Of this year’s inaugural class of 30 graduates, seven students will remain in Kentucky for residency, while another eight will be working at health care facilities just across the river in Ohio. Five graduates from across all UK College of Medicine sites will go into residency at St. Elizabeth Healthcare.

In March, Northern Kentucky native Holly Danneman, M.D., officially took over as associate dean for the Northern Kentucky Campus. As a UK medical school alum and family medicine physician with St. Elizabeth Healthcare, she has been thrilled to have the opportunity to teach future physicians. Being part of a regional medical campus is not only beneficial for the students, but for the physician faculty who are educating them.

“One thing that I’ve always loved during my professional life is the ability to incorporate teaching into my patient care,” she said. “Physicians who teach deliver excellent patient care, as they have to be up-to-date regarding medical information. Teaching forces physicians to bring their A game, which benefits both their learners and their patients.”

For Haist, leading the first class of Northern Kentucky graduates is one of his proudest moments.

“I’m so proud of the Class of 2023. They took a leap of faith in the vision laid out by Dean Griffith and in my ability to operationalize that vision,” he said. “They interviewed here before we even had a facility and there were no students before them. They really were pioneers and they have set a high bar for future students for years to come.”

Looking toward

future growth

Griffith offers some simple math to demonstrate the importance of graduating new doctors: If UK now graduates 65 more doctors a year compared to the recent past, history shows that roughly half – around 33 – will eventually practice in Kentucky. And if the average physician takes care of roughly 5,000 patients in their lifetime, that could be an additional 165,000 patients in Kentucky each year that now have access to a physician compared to past years.

Meanwhile, continued growth of the College of Medicine enrollment remains a focus. The addition of UK’s forthcoming Health Education Building (currently in the design phase), combined with the expansion of UK HealthCare’s clinical services, means that the college could be able to add 50-65 new students per class in Lexington. Additionally, Griffith says the regional campuses also have the capacity for some growth. By the end of the decade, UK could be graduating nearly 280 new doctors each year – more than double the number from 2021.
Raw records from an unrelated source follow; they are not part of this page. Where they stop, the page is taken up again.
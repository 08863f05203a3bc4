use std::fmt::Display;

use serde::{Deserialize, Serialize};

use crate::core::moves::Move;

#[derive(PartialEq, Eq, Debug, Default, Clone, Copy, Hash, Serialize, Deserialize)]
pub enum Color {
    #[default]
    White,
    Black,
}

impl Color {
    pub fn opposite(self) -> Color {
        if self == Color::White {
            Color::Black
        } else {
            Color::White
        }
    }

    pub fn code(self) -> char {
        match self {
            Color::White => 'w',
            Color::Black => 'b',
        }
    }

    fn from_code(code: char) -> Option<Color> {
        match code {
            'w' => Some(Color::White),
            'b' => Some(Color::Black),
            _ => None,
        }
    }
}

impl Display for Color {
    fn fmt(&self, f: &mut std::fmt::Formatter<'_>) -> std::fmt::Result {
        f.pad(if self == &Self::White {
            "White"
        } else {
            "Black"
        })
    }
}

#[derive(PartialEq, Eq, Debug, Clone, Copy, Hash, Serialize, Deserialize)]
pub enum PieceType {
    Pawn,
    Knight,
    Bishop,
    Rook,
    Queen,
    King,
}

impl PieceType {
    /** Pawns are written lowercase, everything else uppercase. */
    pub fn code(self) -> char {
        match self {
            PieceType::Pawn => 'p',
            PieceType::Knight => 'N',
            PieceType::Bishop => 'B',
            PieceType::Rook => 'R',
            PieceType::Queen => 'Q',
            PieceType::King => 'K',
        }
    }

    fn from_code(code: char) -> Option<PieceType> {
        match code.to_ascii_uppercase() {
            'P' => Some(PieceType::Pawn),
            'N' => Some(PieceType::Knight),
            'B' => Some(PieceType::Bishop),
            'R' => Some(PieceType::Rook),
            'Q' => Some(PieceType::Queen),
            'K' => Some(PieceType::King),
            _ => None,
        }
    }
}

#[derive(PartialEq, Eq, Debug, Clone, Copy, Hash, Serialize, Deserialize)]
pub struct Piece {
    pub kind: PieceType,
    pub color: Color,
}

impl Piece {
    pub fn new(kind: PieceType, color: Color) -> Piece {
        Piece { kind, color }
    }

    /// Parses a two character code like `wR` or `bp`.
    pub fn from_code(code: &str) -> Result<Piece, ParseError> {
        let mut chars = code.chars();
        match (chars.next(), chars.next(), chars.next()) {
            (Some(color), Some(kind), None) => Color::from_code(color)
                .zip(PieceType::from_code(kind))
                .map(|(color, kind)| Piece { kind, color })
                .ok_or_else(|| ParseError::UnknownPiece(code.to_string())),
            _ => Err(ParseError::UnknownPiece(code.to_string())),
        }
    }
}

impl Display for Piece {
    fn fmt(&self, f: &mut std::fmt::Formatter<'_>) -> std::fmt::Result {
        write!(f, "{}{}", self.color.code(), self.kind.code())
    }
}

#[derive(Clone, Copy, Debug, PartialEq, Eq)]
pub enum Cell {
    Empty,
    Figure(Piece),
}

impl From<Option<Piece>> for Cell {
    fn from(value: Option<Piece>) -> Self {
        value.map_or(Cell::Empty, Cell::Figure)
    }
}

#[derive(Debug, Clone, PartialEq, Eq)]
pub enum ParseError {
    /** layout doesn't have exactly 8 rows */
    RowCount(usize),
    /** row doesn't have exactly 8 cells */
    ColumnCount { row: usize, found: usize },
    UnknownPiece(String),
    InvalidSquare(String),
    InvalidNotation(String),
    /** notation is well-formed, but nothing can play it */
    NoSuchMove(String),
    /** saved move log doesn't lead to the saved board */
    InconsistentHistory(String),
}

impl Display for ParseError {
    fn fmt(&self, f: &mut std::fmt::Formatter<'_>) -> std::fmt::Result {
        match self {
            ParseError::RowCount(found) => write!(f, "expected 8 rows, found {found}"),
            ParseError::ColumnCount { row, found } => {
                write!(f, "expected 8 cells in row {row}, found {found}")
            }
            ParseError::UnknownPiece(code) => write!(f, "unknown piece code `{code}`"),
            ParseError::InvalidSquare(name) => write!(f, "invalid square `{name}`"),
            ParseError::InvalidNotation(text) => write!(f, "invalid move notation `{text}`"),
            ParseError::NoSuchMove(text) => write!(f, "no piece can play `{text}`"),
            ParseError::InconsistentHistory(_move) => {
                write!(f, "move `{_move}` in the log doesn't fit the board")
            }
        }
    }
}

impl std::error::Error for ParseError {}

/// What a presentation layer needs from a running match.
pub trait MatchInterface {
    fn current_board(&self) -> Vec<Vec<Cell>>;
    fn cell(&self, row: usize, col: usize) -> Option<Cell>;
    fn possible_moves(&self, row: usize, col: usize) -> Option<Vec<Move>>;
    fn execute_move(&mut self, _move: Move);
    fn take_back(&mut self) -> Option<Move>;
    fn current_player(&self) -> Color;
}
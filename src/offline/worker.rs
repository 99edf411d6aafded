use std::io;
use std::path::PathBuf;
use std::sync::Arc;

use anyhow::{bail, Context, Result};
use async_trait::async_trait;
use axum::http::{Method, StatusCode};
use bytes::Bytes;
use tracing::{debug, info};

use super::cache::{AssetResponse, CacheStorage, CacheStore};

/// Cache generation tag. Bump it when the shell assets change; activation
/// drops every store carrying another tag.
pub const CACHE_GENERATION: &str = "translator-v1";

/// Reserved prefix for proxy endpoints: never cached, never served from
/// cache.
pub const API_PREFIX: &str = "/api/";

/// Shell asset paths precached at install time. `/` and `/index.html` are
/// distinct cache entries even though they resolve to the same file.
pub const SHELL_ASSETS: &[&str] = &["/", "/index.html", "/manifest.json"];

/// Authoritative source of shell assets.
///
/// A missing asset is a resolved `404` response; `Err` means the origin
/// itself is unreachable (the offline case).
#[async_trait]
pub trait ShellOrigin: Send + Sync {
    async fn fetch(&self, path: &str) -> Result<AssetResponse>;
}

/// Offline-first cache layer for the application shell.
///
/// Read requests outside the API prefix are answered from the named cache
/// when possible, while a refresh keeps running against the origin. Writes
/// and API paths are never intercepted.
pub struct OfflineWorker {
    generation: String,
    storage: Arc<CacheStorage>,
    origin: Arc<dyn ShellOrigin>,
    store: Arc<CacheStore>,
}

impl OfflineWorker {
    pub fn new(storage: Arc<CacheStorage>, origin: Arc<dyn ShellOrigin>) -> Self {
        Self::with_generation(CACHE_GENERATION, storage, origin)
    }

    pub fn with_generation(
        generation: &str,
        storage: Arc<CacheStorage>,
        origin: Arc<dyn ShellOrigin>,
    ) -> Self {
        let store = storage.open(generation);
        Self {
            generation: generation.to_string(),
            storage,
            origin,
            store,
        }
    }

    /// Precache the shell asset list. All-or-nothing: if any asset cannot be
    /// fetched with status 200, the store is left untouched.
    pub async fn install(&self) -> Result<()> {
        let mut staged = Vec::with_capacity(SHELL_ASSETS.len());
        for path in SHELL_ASSETS {
            let response = self
                .origin
                .fetch(path)
                .await
                .with_context(|| format!("precache fetch of {path}"))?;
            if response.status != StatusCode::OK {
                bail!("precache fetch of {path} returned {}", response.status);
            }
            staged.push((*path, response));
        }
        for (path, response) in staged {
            self.store.put(path, response);
        }
        info!(
            "precached {} shell assets into {:?}",
            SHELL_ASSETS.len(),
            self.generation
        );
        Ok(())
    }

    /// Take over serving and drop caches left behind by other generations.
    pub fn activate(&self) {
        for name in self.storage.names() {
            if name != self.generation {
                self.storage.delete(&name);
                info!("dropped stale shell cache {:?}", name);
            }
        }
        info!("shell cache {:?} active", self.generation);
    }

    /// Apply the fetch policy to one request.
    ///
    /// `None` means the request is not intercepted (non-read method or API
    /// path) and must go straight to its regular handler. Otherwise the
    /// cached response wins when present, with the origin fetch continuing
    /// in the background; on a miss the caller gets whatever the origin
    /// produces, and only a status-200 response is stored.
    pub async fn handle(&self, method: &Method, path: &str) -> Option<Result<AssetResponse>> {
        if *method != Method::GET {
            return None;
        }
        if path.starts_with(API_PREFIX) {
            return None;
        }

        let cached = self.store.get(path);

        let store = Arc::clone(&self.store);
        let origin = Arc::clone(&self.origin);
        let target = path.to_string();
        let fetch_and_store = async move {
            let response = origin.fetch(&target).await?;
            if response.status == StatusCode::OK {
                store.put(&target, response.clone());
            }
            Ok::<AssetResponse, anyhow::Error>(response)
        };

        match cached {
            Some(hit) => {
                debug!("shell cache hit: {}", path);
                tokio::spawn(async move {
                    if let Err(err) = fetch_and_store.await {
                        debug!("background shell refresh failed: {:#}", err);
                    }
                });
                Some(Ok(hit))
            }
            None => {
                debug!("shell cache miss: {}", path);
                Some(fetch_and_store.await)
            }
        }
    }

    /// Origin read with no cache involvement, for requests the policy
    /// declines to intercept.
    pub async fn fetch_uncached(&self, path: &str) -> Result<AssetResponse> {
        self.origin.fetch(path).await
    }
}

/// Shell origin backed by the public directory on disk.
pub struct DiskOrigin {
    root: PathBuf,
}

impl DiskOrigin {
    pub fn new(root: impl Into<PathBuf>) -> Self {
        Self { root: root.into() }
    }
}

#[async_trait]
impl ShellOrigin for DiskOrigin {
    async fn fetch(&self, path: &str) -> Result<AssetResponse> {
        // The shell is a flat public directory; parent traversal has no
        // legitimate use.
        if path.split('/').any(|segment| segment == "..") {
            return Ok(AssetResponse::not_found());
        }

        let mut relative = path.trim_start_matches('/').to_string();
        if relative.is_empty() || relative.ends_with('/') {
            relative.push_str("index.html");
        }

        let file = self.root.join(&relative);
        match tokio::fs::read(&file).await {
            Ok(body) => Ok(AssetResponse::ok(content_type_for(&relative), Bytes::from(body))),
            Err(err) if err.kind() == io::ErrorKind::NotFound => Ok(AssetResponse::not_found()),
            Err(err) => Err(err).with_context(|| format!("reading shell asset {path}")),
        }
    }
}

fn content_type_for(relative: &str) -> &'static str {
    match std::path::Path::new(relative)
        .extension()
        .and_then(|ext| ext.to_str())
    {
        Some("html") => "text/html",
        Some("css") => "text/css",
        Some("js") => "application/javascript",
        Some("json") => "application/json",
        Some("png") => "image/png",
        Some("jpg") | Some("jpeg") => "image/jpeg",
        Some("gif") => "image/gif",
        Some("svg") => "image/svg+xml",
        Some("ico") => "image/x-icon",
        _ => "application/octet-stream",
    }
}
Growing class size also means the need for more teachers, but the response from faculty at the regional campuses, has been overwhelmingly positive. The presence of a medical school has helped Med Center Health and St. Elizabeth Healthcare recruit new physicians, and alumni from UK have been particularly energized and engaged.

“A lot of these physicians didn’t plan on being teaching physicians, but they’ve found that it’s invigorating,” Griffith said. “They really enjoy it, and they’re ready to have more students.”

Griffith, an internal-medicine and pediatrics physician who first came to UK for residency in 1988, has been heavily involved in medical education throughout his tenure. He holds more teaching honors than any faculty member in the history of the College of Medicine, including the Alpha Omega Alpha/Association of American Medical Colleges Robert J. Glaser Distinguished Teacher Award (2004), which is the most highly regarded medical school teaching award in the country. And this year, he received the National Board of Medical Examiners’ Edithe J. Levit Distinguished Service Award for his valuable contributions to the group.

A self-described “life-long learner,” one of Griffith’s primary goals is ensuring that the students under his watch leave UK prepared to go out and treat patients with expertise and compassion. As patient care at UK has grown during his time here, he keeps this goal top of mind.

“It’s been very gratifying – I was always proud of our education program, but we were pretty small,” Griffith said. “The dramatic growth of UK HealthCare has been exciting to see. I’ve been proud to be a part of that. But with the clinical growth, you don’t want to forget about the foundational mission of training physicians and scientists. I always try to keep that at the forefront.”